No tool will help you work better with ink. If you are really good, you could go about using childrens' ink-pens(Though I do not recommend it). Learn to be light on the hand, using quick but carefull strokes. But as with all creative learning, repetition is key.
There is no best size and brand of pen. Use whatever helps you specifically to get the look you specifically want using methods that you specifically enjoy. That means you'll have to try different things. You ink them your drawings by first creating a relatively clean drawing in graphite. Then you trace over the lines in ink. Then you finish erasing the graphite. If you use non-repro colours to sketch and intend to colour either digitally or over a printed copy of your work, then you can save all the cleaning for after you've scanned.
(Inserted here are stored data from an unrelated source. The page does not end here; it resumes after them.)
//! Attribute traversal: walks a (possibly seam-constrained) corner table
//! in edgebreaker order and assigns encoding order to attribute values.
//! The encoder replays the recorded connectivity corners; the decoder
//! walks its reconstructed faces in order, which yields the identical
//! sequence.

use crate::corner_table::CornerTable;
use crate::geometry_attribute::PointAttribute;
use crate::geometry_indices::{
    AttributeValueIndex, CornerIndex, FaceIndex, PointIndex, VertexIndex, INVALID_CORNER_INDEX,
    INVALID_FACE_INDEX,
};
use crate::mesh::Mesh;
use crate::mesh_attribute_corner_table::MeshAttributeCornerTable;

/// Traversal-time mapping between vertices, encoded attribute values and
/// the corners they were first reached at.
#[derive(Debug, Default, Clone)]
pub struct MeshAttributeIndicesEncodingData {
    pub vertex_to_encoded_attribute_value_index_map: Vec<i32>,
    pub encoded_attribute_value_index_to_corner_map: Vec<CornerIndex>,
    pub num_values: usize,
}

/// The connectivity operations a traversal needs; implemented by the
/// base corner table and by the per-attribute seam overlay.
pub trait TraversalCornerTable {
    fn opposite(&self, corner: CornerIndex) -> CornerIndex;
    fn next(&self, corner: CornerIndex) -> CornerIndex;
    fn previous(&self, corner: CornerIndex) -> CornerIndex;
    fn vertex(&self, corner: CornerIndex) -> VertexIndex;
    fn num_vertices(&self) -> usize;
    fn num_faces(&self) -> usize;
    fn is_on_boundary(&self, vertex: VertexIndex) -> bool;

    fn face(&self, corner: CornerIndex) -> FaceIndex {
        if !corner.is_valid() {
            return INVALID_FACE_INDEX;
        }
        FaceIndex(corner.0 / 3)
    }

    fn get_right_corner(&self, corner: CornerIndex) -> CornerIndex {
        self.opposite(self.next(corner))
    }

    fn get_left_corner(&self, corner: CornerIndex) -> CornerIndex {
        self.opposite(self.previous(corner))
    }

    fn swing_right(&self, corner: CornerIndex) -> CornerIndex {
        self.previous(self.opposite(self.previous(corner)))
    }

    fn swing_left(&self, corner: CornerIndex) -> CornerIndex {
        self.next(self.opposite(self.next(corner)))
    }
}

impl TraversalCornerTable for CornerTable {
    fn opposite(&self, corner: CornerIndex) -> CornerIndex {
        CornerTable::opposite(self, corner)
    }
    fn next(&self, corner: CornerIndex) -> CornerIndex {
        CornerTable::next(self, corner)
    }
    fn previous(&self, corner: CornerIndex) -> CornerIndex {
        CornerTable::previous(self, corner)
    }
    fn vertex(&self, corner: CornerIndex) -> VertexIndex {
        CornerTable::vertex(self, corner)
    }
    fn num_vertices(&self) -> usize {
        CornerTable::num_vertices(self)
    }
    fn num_faces(&self) -> usize {
        CornerTable::num_faces(self)
    }
    fn is_on_boundary(&self, vertex: VertexIndex) -> bool {
        CornerTable::is_on_boundary(self, vertex)
    }
}

/// Seam-aware view pairing an attribute overlay with its base table.
pub struct AttributeCornerTableView<'t> {
    pub base: &'t CornerTable,
    pub overlay: &'t MeshAttributeCornerTable,
}

impl<'t> TraversalCornerTable for AttributeCornerTableView<'t> {
    fn opposite(&self, corner: CornerIndex) -> CornerIndex {
        self.overlay.opposite(self.base, corner)
    }
    fn next(&self, corner: CornerIndex) -> CornerIndex {
        self.base.next(corner)
    }
    fn previous(&self, corner: CornerIndex) -> CornerIndex {
        self.base.previous(corner)
    }
    fn vertex(&self, corner: CornerIndex) -> VertexIndex {
        self.overlay.vertex(corner)
    }
    fn num_vertices(&self) -> usize {
        self.overlay.num_vertices()
    }
    fn num_faces(&self) -> usize {
        self.base.num_faces()
    }
    fn is_on_boundary(&self, vertex: VertexIndex) -> bool {
        self.overlay.is_on_boundary(self.base, vertex)
    }
}

/// Traversal order selector (the `traversal_method` wire byte).
pub const MESH_TRAVERSAL_DEPTH_FIRST: u8 = 0;
pub const MESH_TRAVERSAL_PREDICTION_DEGREE: u8 = 1;

struct TraversalState {
    visited_vertices: Vec<bool>,
    visited_faces: Vec<bool>,
}

impl TraversalState {
    fn new<T: TraversalCornerTable>(table: &T) -> Self {
        Self {
            visited_vertices: vec![false; table.num_vertices()],
            visited_faces: vec![false; table.num_faces()],
        }
    }

    fn is_face_visited(&self, face: FaceIndex) -> bool {
        if !face.is_valid() {
            return true;
        }
        self.visited_faces[face.index()]
    }

    fn visit_vertex<T: TraversalCornerTable>(
        &mut self,
        vertex: VertexIndex,
        corner: CornerIndex,
        _table: &T,
        encoding_data: &mut MeshAttributeIndicesEncodingData,
    ) {
        if self.visited_vertices[vertex.index()] {
            return;
        }
        self.visited_vertices[vertex.index()] = true;
        encoding_data.vertex_to_encoded_attribute_value_index_map[vertex.index()] =
            encoding_data.num_values as i32;
        encoding_data
            .encoded_attribute_value_index_to_corner_map
            .push(corner);
        encoding_data.num_values += 1;
    }
}

/// Right-first edgebreaker traversal, identical in shape to the
/// connectivity encoder's walk.
fn traverse_from_corner<T: TraversalCornerTable>(
    table: &T,
    start_corner: CornerIndex,
    state: &mut TraversalState,
    encoding_data: &mut MeshAttributeIndicesEncodingData,
) {
    if !start_corner.is_valid() {
        return;
    }
    let mut corner_traversal_stack = vec![start_corner];

    let next_vert = table.vertex(table.next(start_corner));
    let prev_vert = table.vertex(table.previous(start_corner));
    state.visit_vertex(next_vert, table.next(start_corner), table, encoding_data);
    state.visit_vertex(prev_vert, table.previous(start_corner), table, encoding_data);

    while let Some(&top) = corner_traversal_stack.last() {
        let mut corner = top;
        if !corner.is_valid() || state.is_face_visited(table.face(corner)) {
            corner_traversal_stack.pop();
            continue;
        }
        loop {
            let face = table.face(corner);
            state.visited_faces[face.index()] = true;
            let vert = table.vertex(corner);
            let on_boundary = table.is_on_boundary(vert);
            if !state.visited_vertices[vert.index()] {
                state.visit_vertex(vert, corner, table, encoding_data);
                if !on_boundary {
                    corner = table.get_right_corner(corner);
                    continue;
                }
            }
            let right_corner = table.get_right_corner(corner);
            let left_corner = table.get_left_corner(corner);
            let right_visited = state.is_face_visited(table.face(right_corner));
            let left_visited = state.is_face_visited(table.face(left_corner));
            if right_visited {
                if left_visited {
                    corner_traversal_stack.pop();
                    break;
                } else {
                    corner = left_corner;
                }
            } else if left_visited {
                corner = right_corner;
            } else {
                *corner_traversal_stack.last_mut().unwrap() = left_corner;
                corner_traversal_stack.push(right_corner);
                break;
            }
        }
    }
}

/// Multi-way traversal guided by the prediction degree of destination
/// vertices; used for positions at the lowest encoder speed.
fn traverse_from_corner_prediction_degree<T: TraversalCornerTable>(
    table: &T,
    start_corner: CornerIndex,
    state: &mut TraversalState,
    prediction_degree: &mut [u32],
    encoding_data: &mut MeshAttributeIndicesEncodingData,
) {
    const MAX_PRIORITY: usize = 3;
    if !start_corner.is_valid() {
        return;
    }
    let mut traversal_stacks: [Vec<CornerIndex>; MAX_PRIORITY] = Default::default();
    let mut best_priority = 0usize;
    traversal_stacks[0].push(start_corner);

    let next_vert = table.vertex(table.next(start_corner));
    let prev_vert = table.vertex(table.previous(start_corner));
    let tip_vert = table.vertex(start_corner);
    state.visit_vertex(next_vert, table.next(start_corner), table, encoding_data);
    state.visit_vertex(prev_vert, table.previous(start_corner), table, encoding_data);
    state.visit_vertex(tip_vert, start_corner, table, encoding_data);

    let pop_next = |stacks: &mut [Vec<CornerIndex>; MAX_PRIORITY], best: &mut usize| {
        for i in *best..MAX_PRIORITY {
            if let Some(corner) = stacks[i].pop() {
                *best = i;
                return corner;
            }
        }
        INVALID_CORNER_INDEX
    };

    loop {
        let mut corner = pop_next(&mut traversal_stacks, &mut best_priority);
        if !corner.is_valid() {
            break;
        }
        if state.is_face_visited(table.face(corner)) {
            continue;
        }
        loop {
            let face = table.face(corner);
            state.visited_faces[face.index()] = true;
            let vert = table.vertex(corner);
            state.visit_vertex(vert, corner, table, encoding_data);

            let right_corner = table.get_right_corner(corner);
            let left_corner = table.get_left_corner(corner);
            let right_visited = state.is_face_visited(table.face(right_corner));
            let left_visited = state.is_face_visited(table.face(left_corner));

            let mut compute_priority = |corner_id: CornerIndex| -> usize {
                let v_tip = table.vertex(corner_id);
                let mut priority = 0;
                if !state.visited_vertices[v_tip.index()] {
                    prediction_degree[v_tip.index()] += 1;
                    priority = if prediction_degree[v_tip.index()] > 1 {
                        1
                    } else {
                        2
                    };
                }
                priority.min(MAX_PRIORITY - 1)
            };

            let mut continue_corner = INVALID_CORNER_INDEX;
            if !left_visited {
                let priority = compute_priority(left_corner);
                if right_visited && priority <= best_priority {
                    continue_corner = left_corner;
                } else {
                    traversal_stacks[priority].push(left_corner);
                    if priority < best_priority {
                        best_priority = priority;
                    }
                }
            }
            if !continue_corner.is_valid() && !right_visited {
                let priority = compute_priority(right_corner);
                if priority <= best_priority {
                    continue_corner = right_corner;
                } else {
                    traversal_stacks[priority].push(right_corner);
                    if priority < best_priority {
                        best_priority = priority;
                    }
                }
            }
            if continue_corner.is_valid() {
                corner = continue_corner;
            } else {
                break;
            }
        }
    }
}

/// Runs the traversal and fills |encoding_data| with the value order.
/// The encoder passes the recorded connectivity corners; the decoder
/// passes `None` and walks faces in reconstruction order.
pub fn generate_sequence<T: TraversalCornerTable>(
    table: &T,
    corner_order: Option<&[CornerIndex]>,
    traversal_method: u8,
    encoding_data: &mut MeshAttributeIndicesEncodingData,
) {
    encoding_data
        .vertex_to_encoded_attribute_value_index_map
        .clear();
    encoding_data
        .vertex_to_encoded_attribute_value_index_map
        .resize(table.num_vertices(), -1);
    encoding_data
        .encoded_attribute_value_index_to_corner_map
        .clear();
    encoding_data.num_values = 0;

    let mut state = TraversalState::new(table);
    let mut prediction_degree = vec![0u32; table.num_vertices()];

    let mut process = |corner: CornerIndex,
                       state: &mut TraversalState,
                       prediction_degree: &mut Vec<u32>,
                       encoding_data: &mut MeshAttributeIndicesEncodingData| {
        if traversal_method == MESH_TRAVERSAL_PREDICTION_DEGREE {
            traverse_from_corner_prediction_degree(
                table,
                corner,
                state,
                prediction_degree,
                encoding_data,
            );
        } else {
            traverse_from_corner(table, corner, state, encoding_data);
        }
    };

    match corner_order {
        Some(corners) => {
            for &corner in corners {
                process(corner, &mut state, &mut prediction_degree, encoding_data);
            }
        }
        None => {
            for f in 0..table.num_faces() {
                process(
                    CornerIndex(3 * f as u32),
                    &mut state,
                    &mut prediction_degree,
                    encoding_data,
                );
            }
        }
    }
}

/// Points in encoding order: one per attribute value, sampled at the
/// corner the value was first reached.
pub fn sequence_points(
    mesh: &Mesh,
    encoding_data: &MeshAttributeIndicesEncodingData,
) -> Vec<PointIndex> {
    encoding_data
        .encoded_attribute_value_index_to_corner_map
        .iter()
        .map(|corner| mesh.corner_to_point(corner.value()))
        .collect()
}

/// Rebuilds the decoder-side point -> value mapping of an attribute from
/// the traversal result.
pub fn update_point_to_attribute_index_mapping<T: TraversalCornerTable>(
    table: &T,
    mesh: &Mesh,
    encoding_data: &MeshAttributeIndicesEncodingData,
    att: &mut PointAttribute,
) {
    att.set_explicit_mapping(mesh.num_points());
    for f in 0..table.num_faces() {
        for local in 0..3 {
            let corner = CornerIndex(3 * f as u32 + local);
            let vertex = table.vertex(corner);
            if !vertex.is_valid() {
                continue;
            }
            let value =
                encoding_data.vertex_to_encoded_attribute_value_index_map[vertex.index()];
            if value < 0 {
                continue;
            }
            let point = mesh.corner_to_point(corner.value());
            att.set_point_map_entry(point, AttributeValueIndex(value as u32));
        }
    }
}
//! Shared pieces of the multi-symbol rANS coder.

#[derive(Debug, Clone, Copy, Default)]
pub struct RAnsSymbol {
    pub prob: u32,
    pub cum_prob: u32,
}

pub fn compute_rans_unclamped_precision(symbols_bit_length: u32) -> u32 {
    (3 * symbols_bit_length) / 2
}

/// Precision of the rANS frequency denominator, clamped to [12, 20] bits.
pub fn compute_rans_precision_from_unique_symbols_bit_length(symbols_bit_length: u32) -> u32 {
    compute_rans_unclamped_precision(symbols_bit_length).clamp(12, 20)
}

/// Rough bit cost of the serialized frequency table, used by the
/// tagged/raw scheme selection heuristic.
pub fn approximate_rans_frequency_table_bits(max_value: u32, num_unique_symbols: u32) -> u64 {
    let diff = max_value.saturating_sub(num_unique_symbols);
    let table_zero_frequency_bits = 8 * (num_unique_symbols + diff / 64);
    (8 * num_unique_symbols + table_zero_frequency_bits) as u64
}

#[cfg(test)]
mod tests {
    use super::*;

    #[test]
    fn test_precision_clamping() {
        assert_eq!(compute_rans_precision_from_unique_symbols_bit_length(1), 12);
        assert_eq!(compute_rans_precision_from_unique_symbols_bit_length(10), 15);
        assert_eq!(compute_rans_precision_from_unique_symbols_bit_length(18), 20);
        assert_eq!(compute_rans_precision_from_unique_symbols_bit_length(31), 20);
    }
}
An inker is an artist who's job is to complete the pencil drawing in ink. This often means enhancement or elaboration of some kind. The position was created exclusively in the comic book industry early in the 20th Century since it was essential for the work to be in ink when printed back then and for the sake of expediting the production of comic books and allowing popular pencil artists to handle more titles, this increasing the publisher's bottom line.
Depends entirely on the style you want to achieve. Different inkers can make the same persons pencils look completely different - compare McNiven's pencils (inked by himself, as far as I can find) in Nemesis vs his pencils (inked by Dexter Vines) in Old Man Logan. Decide what look you want to go for, study things that have that look and figure out what they did and what tools you'll need to get it.
There are many different ways to ink your drawings and one persons preferences can be another persons dislike. The trick is to try as many different ways as possible until you find the one you prefer (and even then try new ways). At the moment, I scan my pencil sketches into my computer and print them out in blue, then ink them with my Fiber-Castell PITT artist pens, which are a set of four ranging from XS to B, then remove the blue in the computer.
I find this technique beneficial for me because, 1) if I make a mistake on the ink, I can reprint the sketch and 2) I don't have to worry about erased pencil marks showing through on the scan.